You were emotionally invalidated too, huh?
April 12, 2021
I suffer from the inability to confront my anger. Sometimes, it reveals itself through an emotional outburst, but most times, I ignore it. I push it so far back in my head that it seeps through my veins and bleeds into the architecture of my brain. I beat myself up for letting people walk all over me, yet I can’t find the courage to confess those feelings to them. I turn away from conversations that make me emotionally uncomfortable.
I am afraid to ask for help for fear of making people upset. Whether it is a simple task at work or something I have never done, there is always a voice in my head screaming, “you’re an idiot if you can’t figure this out.” I feel that emptiness in the pit of my stomach; the words are sitting at the tip of my tongue, but it’s impossible. The question I ponder, of course, is why?
My parents have given me a beautiful life. They have taken care of me in a multitude of ways, and I will be eternally grateful for everything they have done for me. There was a disconnect, however, between our expression of emotions. They were each products of an older generation that confused vulnerability and shame with weakness and fragility. It was normal to suppress words that defined their emotions and feelings because the boundary of respect was threatened each time the words slipped out. Speaking out against those who raised you was followed by disciplinary actions, and the ability to ignore their issues became a form of power.
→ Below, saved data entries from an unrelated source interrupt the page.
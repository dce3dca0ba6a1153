//! The EQ's fixed parameter contract and the editor-side value store.
//!
//! The host-side parameter declaration and this table must agree exactly:
//!
//! | Index | Parameter  | Unit | Range          | Scale | Default |
//! |-------|------------|------|----------------|-------|---------|
//! | 0     | High gain  | dB   | −15 … 15       | lin   | 0       |
//! | 1     | Low gain   | dB   | −15 … 15       | lin   | 0       |
//! | 2     | Mid gain   | dB   | −15 … 15       | lin   | 0       |
//! | 3     | Mid freq   | Hz   | 313.3 … 5705.6 | log   | 1337    |

use crate::param_info::{ParamDescriptor, ParamId};

/// Lower bound shared by all three gain parameters, in dB.
pub const GAIN_MIN_DB: f32 = -15.0;
/// Upper bound shared by all three gain parameters, in dB.
pub const GAIN_MAX_DB: f32 = 15.0;
/// Lowest mid-band center frequency, in Hz.
pub const MID_FREQ_MIN_HZ: f32 = 313.3;
/// Highest mid-band center frequency, in Hz.
pub const MID_FREQ_MAX_HZ: f32 = 5705.6;
/// Mid-band center frequency at construction and after a reset, in Hz.
pub const MID_FREQ_DEFAULT_HZ: f32 = 1337.0;

/// Number of host-visible parameters.
pub const PARAM_COUNT: usize = 4;

const HIGH_GAIN: ParamDescriptor =
    ParamDescriptor::gain_db("High", "High", GAIN_MIN_DB, GAIN_MAX_DB, 0.0)
        .with_id(ParamId(0), "high_gain");
const LOW_GAIN: ParamDescriptor =
    ParamDescriptor::gain_db("Low", "Low", GAIN_MIN_DB, GAIN_MAX_DB, 0.0)
        .with_id(ParamId(1), "low_gain");
const MID_GAIN: ParamDescriptor =
    ParamDescriptor::gain_db("Mid", "Mid", GAIN_MIN_DB, GAIN_MAX_DB, 0.0)
        .with_id(ParamId(2), "mid_gain");
const MID_FREQ: ParamDescriptor = ParamDescriptor::freq_hz(
    "Mid Freq",
    "Freq",
    MID_FREQ_MIN_HZ,
    MID_FREQ_MAX_HZ,
    MID_FREQ_DEFAULT_HZ,
)
.with_id(ParamId(3), "mid_freq");

/// One of the plugin's four automatable controls.
///
/// The discriminant is the host parameter index.
#[derive(Debug, Clone, Copy, PartialEq, Eq, Hash)]
pub enum EqParam {
    /// High shelf gain (index 0).
    HighGain = 0,
    /// Low shelf gain (index 1).
    LowGain = 1,
    /// Mid peak gain (index 2).
    MidGain = 2,
    /// Mid peak center frequency (index 3).
    MidFreq = 3,
}

impl EqParam {
    /// All parameters in host index order.
    pub const ALL: [EqParam; PARAM_COUNT] = [
        EqParam::HighGain,
        EqParam::LowGain,
        EqParam::MidGain,
        EqParam::MidFreq,
    ];

    /// Look up a parameter by host index. `None` for anything outside `0..4`.
    pub const fn from_index(index: u32) -> Option<Self> {
        match index {
            0 => Some(EqParam::HighGain),
            1 => Some(EqParam::LowGain),
            2 => Some(EqParam::MidGain),
            3 => Some(EqParam::MidFreq),
            _ => None,
        }
    }

    /// Host parameter index.
    pub const fn index(self) -> u32 {
        self as u32
    }

    /// Static descriptor for this parameter.
    pub fn descriptor(self) -> &'static ParamDescriptor {
        match self {
            EqParam::HighGain => &HIGH_GAIN,
            EqParam::LowGain => &LOW_GAIN,
            EqParam::MidGain => &MID_GAIN,
            EqParam::MidFreq => &MID_FREQ,
        }
    }
}

/// Current value of every parameter as the editor last saw it.
///
/// Written by host notifications and by local gestures; whichever write
/// happens last wins. Values are stored exactly as received, so a host may
/// transiently push a value outside the declared range.
#[derive(Debug, Clone, Copy, PartialEq)]
pub struct ParameterState {
    /// High shelf gain in dB.
    pub high_gain_db: f32,
    /// Low shelf gain in dB.
    pub low_gain_db: f32,
    /// Mid band gain in dB.
    pub mid_gain_db: f32,
    /// Mid band center frequency in Hz.
    pub mid_freq_hz: f32,
}

impl Default for ParameterState {
    fn default() -> Self {
        Self {
            high_gain_db: HIGH_GAIN.default,
            low_gain_db: LOW_GAIN.default,
            mid_gain_db: MID_GAIN.default,
            mid_freq_hz: MID_FREQ.default,
        }
    }
}

impl ParameterState {
    /// Read a parameter value.
    pub fn get(&self, param: EqParam) -> f32 {
        match param {
            EqParam::HighGain => self.high_gain_db,
            EqParam::LowGain => self.low_gain_db,
            EqParam::MidGain => self.mid_gain_db,
            EqParam::MidFreq => self.mid_freq_hz,
        }
    }

    /// Overwrite a parameter value, unclamped.
    pub fn set(&mut self, param: EqParam, value: f32) {
        match param {
            EqParam::HighGain => self.high_gain_db = value,
            EqParam::LowGain => self.low_gain_db = value,
            EqParam::MidGain => self.mid_gain_db = value,
            EqParam::MidFreq => self.mid_freq_hz = value,
        }
    }

    /// Restore a parameter to its declared default and return that value.
    pub fn reset(&mut self, param: EqParam) -> f32 {
        let default = param.descriptor().default;
        self.set(param, default);
        default
    }
}

/// Static per-knob display data.
#[derive(Debug, Clone, Copy, PartialEq)]
pub struct KnobSpec {
    /// Parameter the knob is bound to.
    pub param: EqParam,
    /// Text drawn under the knob.
    pub label: &'static str,
    /// Knob diameter in logical pixels.
    pub diameter: f32,
    /// Number of tick marks along the sweep.
    pub ticks: u8,
    /// Horizontal indent from the window's content edge, in logical pixels.
    pub indent: f32,
}

/// Knob layout, top to bottom.
pub const KNOB_LAYOUT: [KnobSpec; PARAM_COUNT] = [
    KnobSpec {
        param: EqParam::HighGain,
        label: "High",
        diameter: 100.0,
        ticks: 7,
        indent: 0.0,
    },
    KnobSpec {
        param: EqParam::MidGain,
        label: "Mid",
        diameter: 100.0,
        ticks: 7,
        indent: 0.0,
    },
    KnobSpec {
        param: EqParam::MidFreq,
        label: "Mid Freq",
        diameter: 70.0,
        ticks: 11,
        indent: 15.0,
    },
    KnobSpec {
        param: EqParam::LowGain,
        label: "Low",
        diameter: 100.0,
        ticks: 7,
        indent: 0.0,
    },
];
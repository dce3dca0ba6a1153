//! Shared GUI infrastructure for the Triband EQ editor.
//!
//! This crate holds the egui side of the editor, independent of how it is
//! hosted: a plugin wrapper and the standalone app both drive the same
//! [`EqEditor`] through the [`PluginUi`] trait and receive its edits through
//! a [`HostBridge`].
//!
//! # Modules
//!
//! - [`host_bridge`] - Outbound parameter protocol
//! - [`gesture`] - Per-knob press/drag/double-click/release state machine
//! - [`editor`] - The knob surface controller
//! - [`theme`] - Palette-to-egui styling
//! - [`widgets`] - Stepped-tick rotary knob

pub mod editor;
pub mod gesture;
pub mod host_bridge;
pub mod theme;
pub mod widgets;

pub use editor::{EqEditor, FontSet, PluginUi, RenderContext};
pub use gesture::{GestureState, GestureTracker, KnobInput};
pub use host_bridge::HostBridge;
pub use theme::{KnobFill, Theme, to_color32};
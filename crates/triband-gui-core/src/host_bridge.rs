//! Outbound half of the host parameter protocol.
//!
//! The editor never writes parameters directly. Every change it makes goes
//! through a [`HostBridge`], which forwards it to whatever owns the real
//! parameter store: a plugin host, or the standalone app's in-process host.
//!
//! ```text
//! knob gesture ──► HostBridge::edit_parameter(p, true)
//!                  HostBridge::set_parameter_value(p, v)   (per change)
//!                  HostBridge::edit_parameter(p, false)
//!                          │
//!                        host ──► PluginUi::parameter_changed(p, v)
//! ```
//!
//! The inbound half is [`PluginUi::parameter_changed`](crate::PluginUi::parameter_changed).

use triband_core::EqParam;

/// Receives parameter edits from the editor.
///
/// Called from the UI thread only, once per event, in gesture order.
pub trait HostBridge {
    /// Ask the host to apply a new plain (unnormalized) parameter value.
    fn set_parameter_value(&self, param: EqParam, value: f32);

    /// Open (`true`) or close (`false`) an edit gesture on a parameter.
    ///
    /// Hosts use the bracket to group automation recording and undo.
    fn edit_parameter(&self, param: EqParam, editing: bool);
}
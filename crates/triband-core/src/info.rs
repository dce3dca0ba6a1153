//! Static plugin metadata shared by every wrapper format.

/// Host-facing description of the plugin.
#[derive(Debug, Clone, Copy, PartialEq, Eq)]
pub struct PluginInfo {
    /// Display name.
    pub name: &'static str,
    /// Window title.
    pub title: &'static str,
    /// Vendor name.
    pub vendor: &'static str,
    /// LV2 URI.
    pub uri: &'static str,
    /// CLAP plugin id.
    pub clap_id: &'static str,
    /// Audio input channels.
    pub num_inputs: u32,
    /// Audio output channels.
    pub num_outputs: u32,
    /// Whether the plugin is an instrument.
    pub is_synth: bool,
    /// Whether the plugin ships an editor.
    pub has_ui: bool,
    /// Whether processing is real-time safe.
    pub is_rt_safe: bool,
    /// Whether the plugin exposes programs.
    pub wants_programs: bool,
    /// Whether the plugin persists custom state.
    pub wants_state: bool,
    /// Whether the plugin reads host transport position.
    pub wants_time_pos: bool,
    /// LV2 plugin class.
    pub lv2_category: &'static str,
    /// VST3 subcategory string.
    pub vst3_categories: &'static str,
    /// CLAP feature tags.
    pub clap_features: &'static [&'static str],
    /// Editor width in logical pixels.
    pub ui_width: u32,
    /// Editor height in logical pixels.
    pub ui_height: u32,
}

/// Metadata for the Triband EQ.
pub const PLUGIN_INFO: PluginInfo = PluginInfo {
    name: "Triband EQ",
    title: "TRIBAND",
    vendor: "Sonido",
    uri: "https://sonido.audio/plugins/triband",
    clap_id: "audio.sonido.triband",
    num_inputs: 2,
    num_outputs: 2,
    is_synth: false,
    has_ui: true,
    is_rt_safe: true,
    wants_programs: false,
    wants_state: false,
    wants_time_pos: true,
    lv2_category: "lv2:EQPlugin",
    vst3_categories: "Fx|EQ|Stereo",
    clap_features: &["audio-effect", "equalizer", "stereo"],
    ui_width: 120,
    ui_height: 520,
};
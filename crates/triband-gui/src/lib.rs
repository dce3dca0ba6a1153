//! Triband GUI - standalone window for the 3-band EQ editor
//!
//! Runs the same [`EqEditor`](triband_gui_core::EqEditor) a plugin wrapper
//! would, against an in-process [`StandaloneHost`].

pub mod app;
pub mod host;
pub mod settings;

pub use app::TribandApp;
pub use host::StandaloneHost;
pub use settings::{Overrides, resolve_config};
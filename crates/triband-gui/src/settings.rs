//! Resolve the editor configuration from file and command line.

use std::path::Path;
use triband_config::{EditorConfig, ReleasePolicy, Variant};

/// Command-line settings that take precedence over the config file.
#[derive(Debug, Clone, Copy, Default, PartialEq)]
pub struct Overrides {
    /// Editor variant.
    pub variant: Option<Variant>,
    /// Gesture release behavior.
    pub release_policy: Option<ReleasePolicy>,
    /// UI scale factor.
    pub scale: Option<f32>,
}

/// Load `path` (defaults if missing) and apply `overrides`.
///
/// Never fails: an unreadable or invalid file is logged and replaced by
/// defaults, and an invalid override is logged and skipped.
pub fn resolve_config(path: &Path, overrides: &Overrides) -> EditorConfig {
    let mut config = match EditorConfig::load_or_default(path) {
        Ok(config) => {
            tracing::debug!(path = %path.display(), "loaded editor config");
            config
        }
        Err(e) => {
            tracing::warn!(path = %path.display(), error = %e, "config unusable, using defaults");
            EditorConfig::default()
        }
    };

    if let Some(variant) = overrides.variant {
        config.variant = variant;
    }
    if let Some(policy) = overrides.release_policy {
        config.release_policy = policy;
    }
    if let Some(scale) = overrides.scale {
        let candidate = EditorConfig { scale, ..config };
        match candidate.validate() {
            Ok(()) => config = candidate,
            Err(e) => tracing::warn!(error = %e, "ignoring --scale"),
        }
    }

    config
}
Being stone cold is like holding those around you hostage, rendering them incapable of accepting any deviation from the norm.
Though no one was at fault for what society pushed, I grew up isolated because of my wild emotions and ever-changing feelings. Emotional immaturity and invalidation surrounded me, and I learned to ridicule myself for making small mistakes and being vulnerable.
In a home where circumstantially, everything was fine and dandy, it was hard to let myself feel upset about my emotions being responded to with, “Did you take your medicine? You are acting crazy,” or “Stop crying. I don’t know why you are so emotional.” It took years to convince my parents that expressing emotions is not a person being out of control.
As a child, I believed that adults (my parents) feel nothing, but in reality, they feel everything with no way of communicating that properly. I never want to put any blame on the people that have raised me, and I could never be mad at them—they represent the outcome of an emotionally wounded generation, and that was nothing they could control. They acted the way they felt was right at the moment, and as I’ve grown, it became easy to catch on to this viciously antiquated way of expressing emotions.
Our childhood is deeply connected to our emotional expression. As children, my parents were chastised for expressing themselves, and it aligns perfectly with their hesitancy to share their stories. They internalized emotional trauma that shouldn’t have been theirs to take on, and that was their normal.
Emotional maturity is hard to achieve, and I know that I have a lot of work to do. I am hopeful now more than ever about our generation learning to heal from emotional trauma. We find power in vulnerability and shame, giving us a sense of solidarity. We know that it is okay to feel every emotion in order to work through our issues. There is so much potential for growth here. Now, it is not an issue of when we will speak up, but how we will approach the change.